Drug Development

Following lethal tox report, Boehringer scraps plans for high-speed development, kills $730M Hanmi deal

Boehringer-Ingelheim decided to abruptly wash its hands of a $730 million cancer drug collaboration with Hanmi after a South Korean ministry linked the therapy to several cases of severe toxicity — one of which left a patient dead. Boehringer confirmed the report in a reply to Endpoints News early Friday afternoon, saying Korean officials had tracked three cases of toxic epidermal necrolysis, which can spur hemorrhaging and respiratory failure.

Korean officials approved olmutinib (HM61713)  — an oral, EGFR mutation-specific TKI — in May after a rapid Phase I/II program. And Boehringer used the Korean approval to tout its own plans to hustle along an FDA and EMA application later this year after completing a Phase II trial. The FDA followed up with a breakthrough drug designation designed to speed development efforts.

“The South Korean Authority issued a drug safety letter today, available here (in Korean),” a Boehringer spokesperson said in an email. “The letter refers to two cases of toxic epidermal necrolysis, one of them fatal, and one case of Stevens-Johnson-Syndrome (non-fatal). Patient safety is our highest priority. We previously informed regulatory authorities, including the FDA, about relevant safety data related to olmutinib, including side effects such as severe skin reactions. For studies for which Boehringer Ingelheim is responsible all investigators received timely communications regarding these findings and were instructed to inform their patients accordingly.

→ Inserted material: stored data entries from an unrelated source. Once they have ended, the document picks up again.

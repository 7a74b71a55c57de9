//! Applies one action to every matching file below a set of roots.

use async_trait::async_trait;
use serde::{Deserialize, Serialize};

use super::actions::{Action, ActionOutcome};
use super::entry::{Entry, EntryHandle};
use super::error::CoreError;
use super::glob::{matches_optional, GlobMatcher};
use super::metadata::{effective_name, EntryMetadata};
use super::traversal::{walk, TraversalOptions, VisitFlow, Visitor};

/// Receives action results as they are produced.
pub trait ResultSink: Send {
    /// Metadata already known for a path, used to derive its display name.
    fn current(&self, full_path: &str) -> Option<EntryMetadata>;

    fn record(&mut self, full_path: &str, outcome: &ActionOutcome);

    /// Called every `checkpoint_every` processed files.
    fn progress(&mut self, _summary: &RunSummary) {}
}

#[derive(Debug, Clone, Copy, Default, PartialEq, Eq, Serialize, Deserialize)]
pub struct RunSummary {
    pub visited_files: usize,
    pub applied: usize,
    pub skipped: usize,
    pub failed: usize,
}

pub struct ActionRunner {
    options: TraversalOptions,
}

impl ActionRunner {
    pub fn new(options: TraversalOptions) -> Self {
        Self { options }
    }

    /// Walks `roots` and applies `action` to each file whose name passes
    /// `matcher` and for which the action applies.
    ///
    /// Directories are always descended into, whatever their own name. A file
    /// whose action fails is logged, counted and skipped.
    pub async fn run<S>(
        &self,
        roots: &[EntryHandle],
        action: &dyn Action,
        matcher: Option<&GlobMatcher>,
        sink: &mut S,
    ) -> Result<RunSummary, CoreError>
    where
        S: ResultSink + ?Sized,
    {
        tracing::info!(
            "Running action '{}' over {} root(s), filter: {:?}",
            action.id(),
            roots.len(),
            matcher.map(GlobMatcher::query)
        );

        let mut visitor = ActionVisitor {
            action,
            matcher,
            sink,
            summary: RunSummary::default(),
            progress_every: self.options.checkpoint_every.max(1),
        };
        walk(roots, &mut visitor, &self.options).await?;

        let summary = visitor.summary;
        tracing::info!(
            "Action '{}' finished: {} applied, {} skipped, {} failed",
            action.id(),
            summary.applied,
            summary.skipped,
            summary.failed
        );
        Ok(summary)
    }
}

struct ActionVisitor<'a, S: ?Sized> {
    action: &'a dyn Action,
    matcher: Option<&'a GlobMatcher>,
    sink: &'a mut S,
    summary: RunSummary,
    progress_every: usize,
}

impl<'a, S: ResultSink + ?Sized> ActionVisitor<'a, S> {
    async fn process(&mut self, entry: &EntryHandle) {
        if !matches_optional(self.matcher, entry.name()) {
            self.summary.skipped += 1;
            return;
        }

        let current = self.sink.current(entry.full_path());
        let display_name = effective_name(entry.name(), current.as_ref());
        if !self.action.should_apply(entry.as_ref(), display_name) {
            self.summary.skipped += 1;
            return;
        }

        match self.action.execute(entry.as_ref(), current.as_ref()).await {
            Ok(outcome) => {
                self.sink.record(entry.full_path(), &outcome);
                self.summary.applied += 1;
            }
            Err(e) => {
                tracing::warn!(
                    "Action '{}' failed for {}: {}",
                    self.action.id(),
                    entry.full_path(),
                    e
                );
                self.summary.failed += 1;
            }
        }
    }
}

#[async_trait]
impl<'a, S: ResultSink + ?Sized> Visitor for ActionVisitor<'a, S> {
    async fn visit(&mut self, entry: &EntryHandle) -> VisitFlow {
        if entry.is_directory() {
            return VisitFlow::Descend;
        }

        self.summary.visited_files += 1;
        self.process(entry).await;
        if self.summary.visited_files % self.progress_every == 0 {
            self.sink.progress(&self.summary);
        }
        VisitFlow::Descend
    }
}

A comprehensive re-evaluation of all available clinical data and recent advances in the treatment of EGFR mutation-positive lung cancer contributed to the decision to return the commercial rights of olmutinib to Hanmi.”

In a followup, Boehringer noted that the two cases of toxic epidermal necrolysis occurred in two studies: HM-EMSI-101 and HM-EMSI-202. The 101 study is listed on clinicaltrials.gov as sponsored by Hanmi with Boehringer cited as a collaborator.

Boehringer enrolled treatment-resistant EGFR T790M mutation-positive lung cancer patients in its study. But it didn’t mention any of the safety issues in its statement today, saying only that it decided to exit the deal after a “re-evaluation of all available clinical data on olmutinib and recent treatment advances made in the treatment of EGFR mutation-positive lung cancer.”

Hanmi said it was keeping the $65 million in cash it had received so far.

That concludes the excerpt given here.